L. Jasmine and her family
Jasmine arrived on 28 May 2023, but her joy was soon overshadowed by the news that one of the twins, Jasmine, was born with neuroblastoma. Since then, they have undergone countless surgeries and chemotherapy treatments and will spend most of their lives within the walls of the hospital.
In addition to Jasmine, there are four other minor children in the family, including her twin sister Nazéra. Due to ongoing treatments and hospital stays, the father is currently unable to work as the children cannot be left unattended.
The family is in an extremely difficult situation, both emotionally and financially. Any support will be a great help to them at this trying time. Thank you for helping to give Jasmine and her family hope for the future.
B.Donat and his family
B. Donat, Dodo is a real little fighter. He was born at 28 weeks' gestation by a life-saving Caesarean section and suffered two massive strokes after birth. The difficult start mostly affected his movement, but Dodo is still a very smart, naked-hearted boy with a huge will and zest for life.

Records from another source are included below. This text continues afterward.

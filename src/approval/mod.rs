//! Pending-approval lifecycle and decision auditing.

pub mod audit;
pub mod manager;

pub use audit::{AuditEntry, AuditLog, DecisionResult};
pub use manager::{
    ApprovalDecision, ApprovalGrant, ApprovalManager, ApprovalRequest, CHOICE_ALLOW_ONCE,
    CHOICE_ALLOW_PREFIX,
};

Every day is filled with developmental activities: hydrotherapy, manual therapy, conductive development at the Pető kindergarten, where the daily commute means a long journey. His family is doing their best for him - intensive rehabilitation and regular medical check-ups are helping him to achieve his goal of walking independently, even with the help of an assistive device.
But the most important thing is that ongoing treatment can prevent more serious musculoskeletal problems later on. Every therapy is another chance for Dodo - a step towards a lighter, freer childhood.